We will be reminded too that the West’s fiscal blitz – while vital to halt a self-feeding crash last year – has merely shifted the debt burden onto sovereign shoulders, where it may do more harm in the end if handled with the sort of insouciance now on display in Britain.

Yields on AAA German, French, US, and Canadian bonds will slither back down for a while in a fresh deflation scare. Exit strategies will go back into the deep freeze. Far from ending QE, the Fed will step up bond purchases. Bernanke will get religion again and ram down 10-year Treasury yields, quietly targeting 2.5pc. The funds will try to play the liquidity game yet again, piling into crude, gold, and Russian equities, but this time returns will be meagre. They will learn to respect secular deflation.

Weak sovereigns will buckle. The shocker will be Japan, our Weimar-in-waiting. This is the year when Tokyo finds it can no longer borrow at 1pc from a captive bond market, and when it must foot the bill for all those fiscal packages that seemed such a good idea at the time. Every auction of JGBs will be a news event as the public debt punches above 225pc of GDP. Finance Minister Hirohisa Fujii will become as familiar as a rock star.

Once the dam breaks, debt service costs will tear the budget to pieces. The Bank of Japan will pull the emergency lever on QE. The country will flip from deflation to incipient hyperinflation. The yen will fall out of bed, outdoing China’s yuan in the beggar-thy-neighbour race to the bottom. By then China too will be in a quandary. Wild credit growth can mask the weakness of its mercantilist export model for a while, but only at the price of an asset bubble. Beijing must hit the brakes this year, or store up serious trouble. It will make as big a hash of this as Western central banks did in 2007-2008.

The European Central Bank will stick to its Wagnerian course, standing aloof as ugly loan books set off wave two of Europe’s banking woes.

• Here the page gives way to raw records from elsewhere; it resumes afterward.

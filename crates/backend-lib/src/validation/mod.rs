// ============================
// crates/backend-lib/src/validation/mod.rs
// ============================
//! Client event validation.
//!
//! Everything here runs before an event reaches the registry or the comment
//! log; a failure is reported back to the sending connection only.

use camwatch_common::{ClientEvent, ExternalId, ThreadKind, ThreadRef};
use regex::Regex;
use std::sync::LazyLock;
use thiserror::Error;

const MAX_ID_LENGTH: usize = 128;
const MAX_COMMENT_LENGTH: usize = 10_000;

// Ids end up in logs and map keys; keep them to printable, non-control text
static ID_REGEX: LazyLock<Regex> = LazyLock::new(|| Regex::new(r"^[^\p{Cc}]+$").unwrap());

/// Possible validation errors
#[derive(Error, Debug, PartialEq, Eq)]
pub enum ValidationError {
    #[error("Invalid user ID: {0}")]
    InvalidUserId(String),

    #[error("Invalid room ID: {0}")]
    InvalidRoomId(String),

    #[error("Invalid comment: {0}")]
    InvalidComment(String),

    #[error("Event {event} expects a {expected} thread")]
    ThreadMismatch {
        event: &'static str,
        expected: ThreadKind,
    },
}

impl ValidationError {
    /// Code sent back in the `error` event
    pub fn code(&self) -> &'static str {
        match self {
            ValidationError::InvalidUserId(_) => "INVALID_USER_ID",
            ValidationError::InvalidRoomId(_) => "INVALID_ROOM_ID",
            ValidationError::InvalidComment(_) => "INVALID_COMMENT",
            ValidationError::ThreadMismatch { .. } => "THREAD_MISMATCH",
        }
    }
}

/// Result type for validation operations
pub type ValidationResult<T> = Result<T, ValidationError>;

fn check_id(id: &ExternalId) -> Result<(), String> {
    let id = id.as_str();
    if id.trim().is_empty() {
        return Err("must not be empty".to_string());
    }
    if id.len() > MAX_ID_LENGTH {
        return Err(format!("must be at most {MAX_ID_LENGTH} bytes"));
    }
    if !ID_REGEX.is_match(id) {
        return Err("must not contain control characters".to_string());
    }
    Ok(())
}

/// Validate an application user id
pub fn validate_user_id(id: &ExternalId) -> ValidationResult<()> {
    check_id(id).map_err(ValidationError::InvalidUserId)
}

/// Validate a course/blog room id
pub fn validate_room_id(id: &ExternalId) -> ValidationResult<()> {
    check_id(id).map_err(ValidationError::InvalidRoomId)
}

/// Validate comment text
pub fn validate_comment_text(text: &str) -> ValidationResult<()> {
    if text.trim().is_empty() {
        return Err(ValidationError::InvalidComment(
            "Comment must not be empty".to_string(),
        ));
    }
    if text.len() > MAX_COMMENT_LENGTH {
        return Err(ValidationError::InvalidComment(format!(
            "Comment cannot exceed {MAX_COMMENT_LENGTH} bytes"
        )));
    }
    Ok(())
}

fn validate_thread(
    event: &'static str,
    expected: ThreadKind,
    thread: &ThreadRef,
) -> ValidationResult<()> {
    if thread.kind() != expected {
        return Err(ValidationError::ThreadMismatch { event, expected });
    }
    validate_room_id(thread.id())
}

/// Validate a decoded client event
pub fn validate_client_event(event: &ClientEvent) -> ValidationResult<()> {
    let name = event.name();
    match event {
        ClientEvent::AddNewUser(user_id) => validate_user_id(user_id),
        ClientEvent::SendMessage(msg) => validate_user_id(&msg.receiver_id),
        ClientEvent::AddNewComment(room) => validate_room_id(room),
        ClientEvent::SendComment(new) | ClientEvent::SendCommentBlog(new) => {
            let expected = if matches!(event, ClientEvent::SendComment(_)) {
                ThreadKind::Course
            } else {
                ThreadKind::Blog
            };
            validate_thread(name, expected, &new.datas.thread)?;
            validate_comment_text(&new.datas.comment)
        },
        ClientEvent::DeleteComment(del) => validate_thread(name, ThreadKind::Course, &del.thread),
        ClientEvent::DeleteCommentBlog(del) => validate_thread(name, ThreadKind::Blog, &del.thread),
        ClientEvent::UpdateComment(upd) => {
            validate_thread(name, ThreadKind::Course, &upd.thread)?;
            validate_comment_text(&upd.comment)
        },
        ClientEvent::UpdateCommentBlog(upd) => {
            validate_thread(name, ThreadKind::Blog, &upd.thread)?;
            validate_comment_text(&upd.comment)
        },
    }
}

The Bundesbank will veto proper QE until it is too late, deeming it an implicit German bail-out for Club Med.

More hedge funds will join the EMU divergence play, betting that the North-South split has gone beyond the point of no return for a currency union. This will enrage the Eurogroup. Brussels will dust down its paper exploring the legal basis for capital controls. Italy’s Giulio Tremonti will suggest using EU terror legislation against “speculators”.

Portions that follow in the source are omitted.